Cited 1 times since 2023 (3 per year) source: EuropePMC Netherlands heart journal : monthly journal of the Netherlands Society of Cardiology and the Netherlands Heart Foundation, Volume 31, Issue 5, 1 1 2023, Pages 189-195 Left ventricular assist device implantation and clinical outcomes in the Netherlands. Damman K, Caliskan K, Birim O, Kuijpers M, Otterspoor LC, Yazdanbakhsh A, Palmen M, Ramjankhan FZ, Tops LF, van Laake LW, Working Group on Mechanical Circulatory Support of the Netherlands Society of Cardiology and the Netherlands Society of Cardiothoracic Surgeons
Left ventricular assist device (LVAD) therapy is an established treatment for advanced heart failure with reduced ejection fraction.

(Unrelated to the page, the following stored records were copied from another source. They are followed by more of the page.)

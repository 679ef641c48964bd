//! Route handlers for reimbursements.

use axum::{
    Json,
    extract::{Path, State},
    http::StatusCode,
};
use serde::Deserialize;

use crate::{
    AppState, Error,
    database_id::{ExpenseId, MemberId, ReimbursementId},
    expense::get_expense,
    period::Month,
    reimbursement::{
        Reimbursement, create_reimbursement, get_reimbursement, settle_reimbursement,
        unsettle_reimbursement,
    },
    timezone::local_now,
};

/// The request body for creating a reimbursement.
///
/// Missing fields are taken from the expense.
#[derive(Debug, Default, Deserialize)]
pub struct ReimbursementForm {
    /// Defaults to the member who paid the expense.
    pub member_id: Option<MemberId>,
    /// Defaults to the expense amount.
    pub amount: Option<f64>,
    /// Defaults to the expense description.
    pub description: Option<String>,
    /// Defaults to the month of the expense date.
    pub month: Option<Month>,
}

/// A route handler for marking an expense as owed back to a member.
pub async fn create_reimbursement_endpoint(
    State(state): State<AppState>,
    Path(expense_id): Path<ExpenseId>,
    Json(form): Json<ReimbursementForm>,
) -> Result<(StatusCode, Json<Reimbursement>), Error> {
    let connection = state.connection()?;
    let expense = get_expense(expense_id, &connection)?;

    let reimbursement = create_reimbursement(
        expense_id,
        form.member_id.unwrap_or(expense.paid_by_id),
        form.amount.unwrap_or(expense.amount),
        form.description.as_deref().unwrap_or(&expense.description),
        form.month.unwrap_or_else(|| Month::from_date(expense.date)),
        &connection,
    )?;

    Ok((StatusCode::CREATED, Json(reimbursement)))
}

/// A route handler for getting a single reimbursement.
pub async fn get_reimbursement_endpoint(
    State(state): State<AppState>,
    Path(reimbursement_id): Path<ReimbursementId>,
) -> Result<Json<Reimbursement>, Error> {
    let connection = state.connection()?;

    get_reimbursement(reimbursement_id, &connection).map(Json)
}

/// A route handler for paying back a reimbursement from the pool.
pub async fn settle_reimbursement_endpoint(
    State(state): State<AppState>,
    Path(reimbursement_id): Path<ReimbursementId>,
) -> Result<Json<Reimbursement>, Error> {
    let now = local_now(&state.local_timezone)?;
    let connection = state.connection()?;

    settle_reimbursement(reimbursement_id, now, &connection).map(Json)
}

/// A route handler for reversing a reimbursement settlement.
pub async fn unsettle_reimbursement_endpoint(
    State(state): State<AppState>,
    Path(reimbursement_id): Path<ReimbursementId>,
) -> Result<Json<Reimbursement>, Error> {
    let connection = state.connection()?;

    unsettle_reimbursement(reimbursement_id, &connection).map(Json)
}
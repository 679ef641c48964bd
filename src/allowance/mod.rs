//! Personal allowances: the part of household income each member may spend as they like.

mod calculator;
mod config;
mod endpoints;
mod income;
mod ledger;

pub use calculator::{AllowanceCalculation, MemberAllowance, calculate_allowances};
pub use config::{
    AllowanceConfig, AllowanceType, create_allowance_config_table, ensure_default_configs,
    get_active_allowance_configs, get_allowance_configs, set_allowance_config,
};
pub use endpoints::{
    ensure_default_configs_endpoint, get_allowance_configs_endpoint, get_allowances_endpoint,
    process_income_endpoint, set_allowance_config_endpoint,
};
pub use income::{IncomeResult, create_income_table, process_income};
pub(crate) use ledger::{add_allocation, record_spend};
pub use ledger::{
    PersonalAllowance, create_personal_allowance_table, get_personal_allowance,
    get_personal_allowances_for_month, resolve_or_create_allowance,
};
use rusqlite::{Connection, Row};
use serde::{Deserialize, Serialize};
use time::Date;

use crate::{
    Error,
    database_id::{ExpenseId, MemberId, ReimbursementId},
    member::get_member,
};

/// Money spent on behalf of the household.
#[derive(Debug, Clone, PartialEq, Serialize, Deserialize)]
pub struct Expense {
    /// The expense ID.
    pub id: ExpenseId,
    /// The member who fronted the money.
    pub paid_by_id: MemberId,
    /// The amount spent.
    pub amount: f64,
    /// What the money was spent on.
    pub description: String,
    /// When the money was spent.
    pub date: Date,
    /// The household that shares the expense.
    pub household_id: i64,
    /// Whether the expense was paid out of the shared pool.
    pub paid_from_pool: bool,
    /// The amount the pool paid, which may be less than `amount`.
    pub pool_paid_amount: Option<f64>,
    /// Whether the pool owes the payer for this expense.
    pub needs_reimbursement: bool,
    /// The reimbursement created for this expense, if any.
    pub reimbursement_id: Option<ReimbursementId>,
}

/// The data needed to record an expense.
#[derive(Debug, Clone, PartialEq, Serialize, Deserialize)]
pub struct NewExpense {
    /// The member who fronted the money.
    pub paid_by_id: MemberId,
    /// The amount spent.
    pub amount: f64,
    /// What the money was spent on.
    pub description: String,
    /// When the money was spent.
    pub date: Date,
}

const SELECT_COLUMNS: &str = "id, paid_by_id, amount, description, date, household_id, \
    paid_from_pool, pool_paid_amount, needs_reimbursement, reimbursement_id";

/// Create the expense table.
pub fn create_expense_table(connection: &Connection) -> Result<(), rusqlite::Error> {
    connection.execute_batch(
        "CREATE TABLE IF NOT EXISTS expense (
            id INTEGER PRIMARY KEY,
            paid_by_id INTEGER NOT NULL,
            amount REAL NOT NULL,
            description TEXT NOT NULL DEFAULT '',
            date TEXT NOT NULL,
            household_id INTEGER NOT NULL,
            paid_from_pool INTEGER NOT NULL DEFAULT 0,
            pool_paid_amount REAL,
            needs_reimbursement INTEGER NOT NULL DEFAULT 0,
            reimbursement_id INTEGER,
            FOREIGN KEY(paid_by_id) REFERENCES member(id) ON UPDATE CASCADE ON DELETE CASCADE
        );

        CREATE INDEX IF NOT EXISTS idx_expense_household_id ON expense(household_id);",
    )?;

    Ok(())
}

/// Record an expense in the payer's household.
///
/// # Errors
/// Returns:
/// - [Error::Validation] if `amount` is not a positive number,
/// - [Error::NotFound] if the payer does not exist,
/// - or [Error::SqlError] if there is an SQL error.
pub fn create_expense(expense: NewExpense, connection: &Connection) -> Result<Expense, Error> {
    if !expense.amount.is_finite() || expense.amount <= 0.0 {
        return Err(Error::Validation(format!(
            "expense amount {} must be a positive number",
            expense.amount
        )));
    }

    let payer = get_member(expense.paid_by_id, connection)?;

    connection
        .query_row(
            &format!(
                "INSERT INTO expense (paid_by_id, amount, description, date, household_id)
                 VALUES (?1, ?2, ?3, ?4, ?5)
                 RETURNING {SELECT_COLUMNS}"
            ),
            (
                expense.paid_by_id,
                expense.amount,
                expense.description,
                expense.date,
                payer.household_id,
            ),
            map_row,
        )
        .map_err(|error| error.into())
}

/// Retrieve an expense by ID.
///
/// # Errors
/// Returns [Error::NotFound] if `expense_id` does not refer to an expense.
pub fn get_expense(expense_id: ExpenseId, connection: &Connection) -> Result<Expense, Error> {
    connection
        .query_row(
            &format!("SELECT {SELECT_COLUMNS} FROM expense WHERE id = ?1"),
            [expense_id],
            map_row,
        )
        .map_err(|error| error.into())
}

/// Flag an expense as paid out of the pool with `amount`.
pub(crate) fn mark_paid_from_pool(
    expense_id: ExpenseId,
    amount: f64,
    connection: &Connection,
) -> Result<Expense, Error> {
    connection
        .query_row(
            &format!(
                "UPDATE expense SET paid_from_pool = 1, pool_paid_amount = ?1, needs_reimbursement = 0
                 WHERE id = ?2
                 RETURNING {SELECT_COLUMNS}"
            ),
            (amount, expense_id),
            map_row,
        )
        .map_err(|error| error.into())
}

/// Flag an expense as owed back to its payer through `reimbursement_id`.
pub(crate) fn mark_needs_reimbursement(
    expense_id: ExpenseId,
    reimbursement_id: ReimbursementId,
    connection: &Connection,
) -> Result<Expense, Error> {
    connection
        .query_row(
            &format!(
                "UPDATE expense
                 SET paid_from_pool = 0, pool_paid_amount = NULL, needs_reimbursement = 1, reimbursement_id = ?1
                 WHERE id = ?2
                 RETURNING {SELECT_COLUMNS}"
            ),
            (reimbursement_id, expense_id),
            map_row,
        )
        .map_err(|error| error.into())
}

fn map_row(row: &Row) -> Result<Expense, rusqlite::Error> {
    Ok(Expense {
        id: row.get(0)?,
        paid_by_id: row.get(1)?,
        amount: row.get(2)?,
        description: row.get(3)?,
        date: row.get(4)?,
        household_id: row.get(5)?,
        paid_from_pool: row.get(6)?,
        pool_paid_amount: row.get(7)?,
        needs_reimbursement: row.get(8)?,
        reimbursement_id: row.get(9)?,
    })
}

We evaluated the characteristics and clinical outcomes of patients implanted with an LVAD in the Netherlands.
Patients implanted with an LVAD in the Netherlands between 2016 and 2020 were included in the analysis. Baseline characteristics entered into this registry, as well as clinical outcomes (death on device, heart transplantation) and major adverse events (device dysfunction, major bleeding, major infection and cerebrovascular event), were evaluated.

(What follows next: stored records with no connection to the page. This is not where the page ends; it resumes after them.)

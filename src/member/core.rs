use std::fmt::Display;

use rusqlite::{Connection, Row};
use serde::{Deserialize, Serialize};

use crate::{Error, database_id::MemberId};

/// A validated, non-empty member name.
#[derive(Clone, Debug, PartialEq, Eq, Serialize, Deserialize, Hash)]
#[serde(try_from = "String", into = "String")]
pub struct MemberName(String);

impl MemberName {
    /// Create a member name.
    ///
    /// # Errors
    ///
    /// This function will return an [Error::EmptyMemberName] if `name` is empty or only whitespace.
    pub fn new(name: &str) -> Result<Self, Error> {
        let name = name.trim();

        if name.is_empty() {
            Err(Error::EmptyMemberName)
        } else {
            Ok(Self(name.to_string()))
        }
    }

    /// Create a member name without validation.
    ///
    /// The caller should ensure that the string is not empty.
    pub fn new_unchecked(name: &str) -> Self {
        Self(name.to_string())
    }
}

impl AsRef<str> for MemberName {
    fn as_ref(&self) -> &str {
        &self.0
    }
}

impl Display for MemberName {
    fn fmt(&self, f: &mut std::fmt::Formatter<'_>) -> std::fmt::Result {
        write!(f, "{}", self.0)
    }
}

impl TryFrom<String> for MemberName {
    type Error = Error;

    fn try_from(value: String) -> Result<Self, Self::Error> {
        MemberName::new(&value)
    }
}

impl From<MemberName> for String {
    fn from(value: MemberName) -> Self {
        value.0
    }
}

/// A person in a household.
#[derive(Debug, Clone, PartialEq, Eq, Serialize, Deserialize, Hash)]
pub struct Member {
    /// The member's ID.
    pub id: MemberId,
    /// The member's display name.
    pub name: MemberName,
    /// The household the member belongs to.
    pub household_id: i64,
}

/// Create a member and return it with its generated ID.
pub fn create_member(
    name: MemberName,
    household_id: i64,
    connection: &Connection,
) -> Result<Member, Error> {
    connection.execute(
        "INSERT INTO member (name, household_id) VALUES (?1, ?2);",
        (name.as_ref(), household_id),
    )?;

    let id = connection.last_insert_rowid();

    tracing::debug!("Created member {id} ({name}) in household {household_id}");

    Ok(Member {
        id,
        name,
        household_id,
    })
}

/// Retrieve a single member by ID.
///
/// # Errors
/// Returns [Error::NotFound] if `member_id` does not refer to a member.
pub fn get_member(member_id: MemberId, connection: &Connection) -> Result<Member, Error> {
    connection
        .prepare("SELECT id, name, household_id FROM member WHERE id = :id;")?
        .query_row(&[(":id", &member_id)], map_row)
        .map_err(|error| error.into())
}

/// Retrieve every member known to the system, ordered by ID.
pub fn get_all_members(connection: &Connection) -> Result<Vec<Member>, Error> {
    connection
        .prepare("SELECT id, name, household_id FROM member ORDER BY id ASC;")?
        .query_map([], map_row)?
        .map(|maybe_member| maybe_member.map_err(|error| error.into()))
        .collect()
}

/// Retrieve the members of `household_id`, ordered by ID.
pub fn get_members_in_household(
    household_id: i64,
    connection: &Connection,
) -> Result<Vec<Member>, Error> {
    connection
        .prepare(
            "SELECT id, name, household_id FROM member WHERE household_id = :household_id ORDER BY id ASC;",
        )?
        .query_map(&[(":household_id", &household_id)], map_row)?
        .map(|maybe_member| maybe_member.map_err(|error| error.into()))
        .collect()
}

/// The number of members known to the system.
pub fn count_members(connection: &Connection) -> Result<i64, Error> {
    connection
        .query_row("SELECT COUNT(*) FROM member;", [], |row| row.get(0))
        .map_err(|error| error.into())
}

/// Initialize the member table and indexes.
pub fn create_member_table(connection: &Connection) -> Result<(), rusqlite::Error> {
    connection.execute_batch(
        "CREATE TABLE IF NOT EXISTS member (
            id INTEGER PRIMARY KEY,
            name TEXT NOT NULL,
            household_id INTEGER NOT NULL
        );

        CREATE INDEX IF NOT EXISTS idx_member_household_id ON member(household_id);",
    )?;

    Ok(())
}

fn map_row(row: &Row) -> Result<Member, rusqlite::Error> {
    let id = row.get(0)?;
    let raw_name: String = row.get(1)?;
    let household_id = row.get(2)?;

    Ok(Member {
        id,
        name: MemberName::new_unchecked(&raw_name),
        household_id,
    })
}


#[cfg(test)]
mod member_query_tests {
    use rusqlite::Connection;

    use crate::Error;

    use super::{
        MemberName, count_members, create_member, create_member_table, get_all_members,
        get_member, get_members_in_household,
    };

    fn get_test_connection() -> Connection {
        let connection = Connection::open_in_memory().unwrap();
        create_member_table(&connection).expect("Could not create member table");
        connection
    }

    #[test]
    fn create_member_succeeds() {
        let connection = get_test_connection();
        let name = MemberName::new_unchecked("Alice");

        let member = create_member(name.clone(), 1, &connection).expect("Could not create member");

        assert!(member.id > 0);
        assert_eq!(member.name, name);
        assert_eq!(member.household_id, 1);
    }

    #[test]
    fn get_member_succeeds() {
        let connection = get_test_connection();
        let inserted = create_member(MemberName::new_unchecked("Bob"), 1, &connection).unwrap();

        let selected = get_member(inserted.id, &connection);

        assert_eq!(selected, Ok(inserted));
    }

    #[test]
    fn get_member_with_invalid_id_returns_not_found() {
        let connection = get_test_connection();

        assert_eq!(get_member(42, &connection), Err(Error::NotFound));
    }

    #[test]
    fn members_are_filtered_by_household() {
        let connection = get_test_connection();
        let alice = create_member(MemberName::new_unchecked("Alice"), 1, &connection).unwrap();
        let bob = create_member(MemberName::new_unchecked("Bob"), 2, &connection).unwrap();

        let household_one = get_members_in_household(1, &connection).unwrap();
        let everyone = get_all_members(&connection).unwrap();

        assert_eq!(household_one, vec![alice.clone()]);
        assert_eq!(everyone, vec![alice, bob]);
        assert_eq!(count_members(&connection), Ok(2));
    }
}
//! Implements a struct that holds the state of the REST server.

use std::sync::{Arc, Mutex, MutexGuard};

use rusqlite::Connection;

use crate::{Error, db::initialize, period::Month, timezone};

/// The state of the REST server.
#[derive(Debug, Clone)]
pub struct AppState {
    /// The local timezone as a canonical timezone name, e.g. "Pacific/Auckland".
    pub local_timezone: String,

    /// The database connection
    pub db_connection: Arc<Mutex<Connection>>,
}

impl AppState {
    /// Create a new [AppState] with a SQLite database connection.
    ///
    /// This function will initialize the database by adding the tables for the domain models.
    /// `local_timezone` should be a valid, canonical timezone name, e.g. "Pacific/Auckland".
    ///
    /// # Errors
    /// Returns an error if the database cannot be initialized or the timezone is not known.
    pub fn new(db_connection: Connection, local_timezone: &str) -> Result<Self, Error> {
        if timezone::get_local_offset(local_timezone).is_none() {
            return Err(Error::InvalidTimezoneError(local_timezone.to_owned()));
        }

        initialize(&db_connection)?;

        Ok(Self {
            local_timezone: local_timezone.to_owned(),
            db_connection: Arc::new(Mutex::new(db_connection)),
        })
    }

    /// Acquire the database connection.
    ///
    /// # Errors
    /// Returns [Error::DatabaseLockError] if the lock is poisoned.
    pub(crate) fn connection(&self) -> Result<MutexGuard<'_, Connection>, Error> {
        self.db_connection.lock().map_err(|error| {
            tracing::error!("Could not acquire database lock: {error}");
            Error::DatabaseLockError
        })
    }

    /// The current month in the server's local timezone.
    pub(crate) fn current_month(&self) -> Result<Month, Error> {
        timezone::local_today(&self.local_timezone).map(Month::from_date)
    }
}
//! Shared expenses and how they are paid for.

mod core;
mod endpoints;
mod settlement;

pub(crate) use core::{mark_needs_reimbursement, mark_paid_from_pool};
pub use core::{Expense, NewExpense, create_expense, create_expense_table, get_expense};
pub use endpoints::{
    create_expense_endpoint, deduct_from_allowance_endpoint, get_expense_endpoint,
    pay_from_pool_endpoint,
};
pub(crate) use settlement::validate_amount;
pub use settlement::{AllowanceDeduction, PoolPayment, deduct_from_allowance, deduct_from_pool};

A total of 430 patients were implanted with an LVAD; mean age was 55 ± 13 years and 27% were female. The initial device strategy was bridge to transplant (BTT) in 50%, destination therapy (DT) in 29% and bridge to decision (BTD) in the remaining 21%. After a follow-up of 17 months, 97 (23%) patients had died during active LVAD support. Survival was 83% at 1 year, 76% at 2 years and 54% at 5 years. Patients implanted with an LVAD as a BTT had better outcomes compared with DT at all time points (1 year 86% vs 72%, 2 years 83% vs 59% and 5 years 58% vs 33%). Major adverse events were frequently observed, most often major infection, major bleeding and cerebrovascular events (0.84, 0.33 and 0.09 per patient-year at risk, respectively) and were similar across device strategies. Patients supported with HeartMate 3 had a lower incidence of major adverse events.
Long-term survival on durable LVAD support in the Netherlands is over 50% after 5 years. Major adverse events, especially infection and bleeding, are still frequently observed, but decreasing with the contemporary use of HeartMate 3 LVAD.